With a little over 45,000 miles on the GSA, I decided it was time to throw on the knobbies, get it a little dirty and to brush up on my off-road skills through the Pine Barrens Adventure Camp – a 2-day course in south New Jersey offered this April. The Pine Barrens is a great area to experience due to the unique environment and landscape; boasting more than 1,000 miles of trails to develop and test riding skills. The course promises to “prepare you to safely navigate your way through this amazing but sometimes challenging landscape, and help improve your off-road adventure riding abilities.” Well, I guess this remains to be seen, but the instructors sure seem to be up to the task. I just hope they are around to help me pick-up the 650 pound motorcycle when it falls, as it is sure to do.
I will provide a blow-by-blow account of the adventure as the course gets started here on the blog. For more information, check out the Pine Barrens Adventure Camp here. I’ll provide the details and plenty of photos, maybe a video spot. The course is scheduled for April 27 & 28, 2013 and looks like a pretty full agenda. Stay tuned!
I to admit that I am a bit of a junkie for any book describing international adventures on motorcycle. Ever since 1st stumbling onto “A Long Way Round” with Ewan and Charley a few years ago, I can’t seem to get enough of this stuff.
However, The University of Gravel Roads goes beyond many of the typical stories of adventure motorcycle travel. As Rene writes about his 4-yr, 95,000 mile trip and its challenges of the road (or lack thereof), I was pulled into the trip, sharing the rider’s worries and fears; feeling great relief when the border guards or locals didn’t take him hostage or throw him in jail.

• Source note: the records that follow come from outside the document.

use async_trait::async_trait;
use reqwest::{Client, StatusCode, Url};
use serde::de::DeserializeOwned;

use super::{errors::YouTubeError, types::*};
use crate::config::{http_timeout, AppConfig};

/// YouTubeライブチャット中継APIの操作
///
/// ポーラーはこのトレイト越しにバックエンドへアクセスする（テストでは差し替える）。
#[async_trait]
pub trait LiveChatApi: Send + Sync {
    /// アクセストークンを取得
    async fn fetch_access_token(&self) -> Result<String, YouTubeError>;

    /// 動画IDからライブチャットIDを解決
    async fn resolve_live_chat_id(&self, video_id: &str) -> Result<String, YouTubeError>;

    /// コメントを1ページ取得
    async fn fetch_messages(
        &self,
        live_chat_id: &str,
        page_token: Option<&str>,
    ) -> Result<LiveChatMessagesResponse, YouTubeError>;
}

/// チャットバックエンドのHTTPクライアント
#[derive(Clone)]
pub struct YouTubeChatClient {
    client: Client,
    base_url: String,
    api_token: Option<String>,
}

impl YouTubeChatClient {
    pub fn new(base_url: impl Into<String>, api_token: Option<String>) -> Result<Self, YouTubeError> {
        let client = Client::builder().timeout(http_timeout()).build()?;
        Ok(Self {
            client,
            base_url: base_url.into().trim_end_matches('/').to_string(),
            api_token,
        })
    }

    pub fn from_config(config: &AppConfig) -> Result<Self, YouTubeError> {
        Self::new(config.api_base_url.clone(), config.api_token.clone())
    }

    /// ベースURLにパスセグメントを追加（各セグメントはエンコードされる）
    fn endpoint(&self, segments: &[&str]) -> Result<Url, YouTubeError> {
        let mut url = Url::parse(&self.base_url)
            .map_err(|e| YouTubeError::ParseError(format!("Invalid base URL {}: {}", self.base_url, e)))?;
        url.path_segments_mut()
            .map_err(|_| YouTubeError::ParseError(format!("Base URL cannot have a path: {}", self.base_url)))?
            .pop_if_empty()
            .extend(segments);
        Ok(url)
    }

    async fn get_json<T: DeserializeOwned>(
        &self,
        url: Url,
        query: Option<(&str, &str)>,
    ) -> Result<T, YouTubeError> {
        let mut request = self.client.get(url.clone());
        if let Some(pair) = query {
            request = request.query(&[pair]);
        }
        if let Some(token) = &self.api_token {
            request = request.bearer_auth(token);
        }

        let response = request.send().await?;

        match response.status() {
            StatusCode::OK => response
                .json::<T>()
                .await
                .map_err(|e| YouTubeError::ParseError(e.to_string())),
            StatusCode::UNAUTHORIZED | StatusCode::FORBIDDEN => {
                log::warn!("Chat backend rejected request to {}: {}", url.path(), response.status());
                Err(YouTubeError::Unauthorized)
            }
            StatusCode::NOT_FOUND => {
                log::warn!("Chat backend returned 404 for {}", url.path());
                Err(YouTubeError::LiveChatNotFound)
            }
            status => {
                let body = response.text().await.unwrap_or_default();
                log::error!(
                    "Unexpected chat backend response - status: {}, body: {}",
                    status,
                    body
                );
                Err(YouTubeError::UnexpectedStatus(status.as_u16()))
            }
        }
    }
}

#[async_trait]
impl LiveChatApi for YouTubeChatClient {
    async fn fetch_access_token(&self) -> Result<String, YouTubeError> {
        let url = self.endpoint(&["chat", "youtube", "auth"])?;
        let data: AuthResponse = self.get_json(url, None).await?;

        data.access_token
            .filter(|token| !token.is_empty())
            .ok_or(YouTubeError::NoAccessToken)
    }

    async fn resolve_live_chat_id(&self, video_id: &str) -> Result<String, YouTubeError> {
        log::info!("Resolving live chat ID for video: {}", video_id);

        let url = self.endpoint(&["chat", "youtube", video_id, "chatid"])?;
        let data: ChatIdResponse = self.get_json(url, None).await?;

        let chat_id = data
            .live_chat_id
            .filter(|id| !id.is_empty())
            .ok_or(YouTubeError::LiveChatNotFound)?;

        log::info!("Live chat ID retrieved: {}", chat_id);
        Ok(chat_id)
    }

    async fn fetch_messages(
        &self,
        live_chat_id: &str,
        page_token: Option<&str>,
    ) -> Result<LiveChatMessagesResponse, YouTubeError> {
        let url = self.endpoint(&["chat", "youtube", live_chat_id, "messages"])?;
        if let Some(token) = page_token {
            log::debug!("Using page token: {}", token);
        }

        let data: LiveChatMessagesResponse = self
            .get_json(url, page_token.map(|token| ("pageToken", token)))
            .await?;

        log::debug!(
            "Fetched {} chat items (polling interval: {:?}ms)",
            data.items.len(),
            data.polling_interval_millis
        );
        Ok(data)
    }
}

#[cfg(test)]
mod tests {
    use super::*;
    use mockito::{Matcher, Server};

    #[tokio::test]
    async fn test_fetch_access_token_sends_bearer() {
        let mut server = Server::new_async().await;
        let mock = server
            .mock("GET", "/api/chat/youtube/auth")
            .match_header("authorization", "Bearer secret")
            .with_status(200)
            .with_header("content-type", "application/json")
            .with_body(r#"{"access_token":"ya29.token"}"#)
            .create_async()
            .await;

        let client =
            YouTubeChatClient::new(format!("{}/api/", server.url()), Some("secret".to_string())).unwrap();
        assert_eq!(client.fetch_access_token().await.unwrap(), "ya29.token");
        mock.assert_async().await;
    }

    #[tokio::test]
    async fn test_null_access_token() {
        let mut server = Server::new_async().await;
        server
            .mock("GET", "/api/chat/youtube/auth")
            .with_status(200)
            .with_body(r#"{"access_token":null}"#)
            .create_async()
            .await;

        let client = YouTubeChatClient::new(format!("{}/api", server.url()), None).unwrap();
        assert!(matches!(
            client.fetch_access_token().await,
            Err(YouTubeError::NoAccessToken)
        ));
    }

    #[tokio::test]
    async fn test_resolve_live_chat_id() {
        let mut server = Server::new_async().await;
        server
            .mock("GET", "/api/chat/youtube/dQw4w9WgXcQ/chatid")
            .with_status(200)
            .with_body(r#"{"liveChatId":"Cg0KC2RRdzR3OVdnWGNR"}"#)
            .create_async()
            .await;
        server
            .mock("GET", "/api/chat/youtube/missing/chatid")
            .with_status(404)
            .create_async()
            .await;

        let client = YouTubeChatClient::new(format!("{}/api", server.url()), None).unwrap();
        assert_eq!(
            client.resolve_live_chat_id("dQw4w9WgXcQ").await.unwrap(),
            "Cg0KC2RRdzR3OVdnWGNR"
        );
        assert!(matches!(
            client.resolve_live_chat_id("missing").await,
            Err(YouTubeError::LiveChatNotFound)
        ));
    }

    #[tokio::test]
    async fn test_fetch_messages_with_page_token() {
        let mut server = Server::new_async().await;
        let mock = server
            .mock("GET", "/api/chat/youtube/chat-1/messages")
            .match_query(Matcher::UrlEncoded("pageToken".into(), "next-1".into()))
            .with_status(200)
            .with_body(
                r#"{"items":[{"id":"a"}],"nextPageToken":"next-2","pollingIntervalMillis":3000}"#,
            )
            .create_async()
            .await;

        let client = YouTubeChatClient::new(format!("{}/api", server.url()), None).unwrap();
        let page = client.fetch_messages("chat-1", Some("next-1")).await.unwrap();

        assert_eq!(page.items.len(), 1);
        assert_eq!(page.next_page_token.as_deref(), Some("next-2"));
        assert_eq!(page.polling_interval_millis, Some(3000));
        mock.assert_async().await;
    }

    #[tokio::test]
    async fn test_error_statuses() {
        let mut server = Server::new_async().await;
        server
            .mock("GET", "/api/chat/youtube/chat-1/messages")
            .with_status(403)
            .create_async()
            .await;
        server
            .mock("GET", "/api/chat/youtube/chat-2/messages")
            .with_status(500)
            .with_body("boom")
            .create_async()
            .await;
        server
            .mock("GET", "/api/chat/youtube/chat-3/messages")
            .with_status(200)
            .with_body("not json")
            .create_async()
            .await;

        let client = YouTubeChatClient::new(format!("{}/api", server.url()), None).unwrap();
        assert!(matches!(
            client.fetch_messages("chat-1", None).await,
            Err(YouTubeError::Unauthorized)
        ));
        assert!(matches!(
            client.fetch_messages("chat-2", None).await,
            Err(YouTubeError::UnexpectedStatus(500))
        ));
        assert!(matches!(
            client.fetch_messages("chat-3", None).await,
            Err(YouTubeError::ParseError(_))
        ));
    }
}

This is a great tale of courage and resourcefulness, by a guy who was essentially solo around the world on a limited budget and undefined challenges of weather, governmental roadblocks (real and administrative), mechanical issues, and just about anything else you could think of on such a trip. I couldn’t help but empathize with the feelings of regret about initially inviting a companion, then realizing that much of the romance of the trip began to ebb with the burden of dealing with someone else’s needs in such a rugged and uncertain undertaking.
I found myself absorbed in the sometimes clunky, journalistic portrayal of the adventure and the personal challenges; but all with a sense of adventure from a guy who seems to be an adventurer 1st and a writer second. Great photos and overall great read. If you have any inclination to this type of journey, get a copy if you can find one and settle in for an armchair adventure that I am sure you will enjoy. Think it is about $35-$40 on Amazon or directly from the book’s web site (above).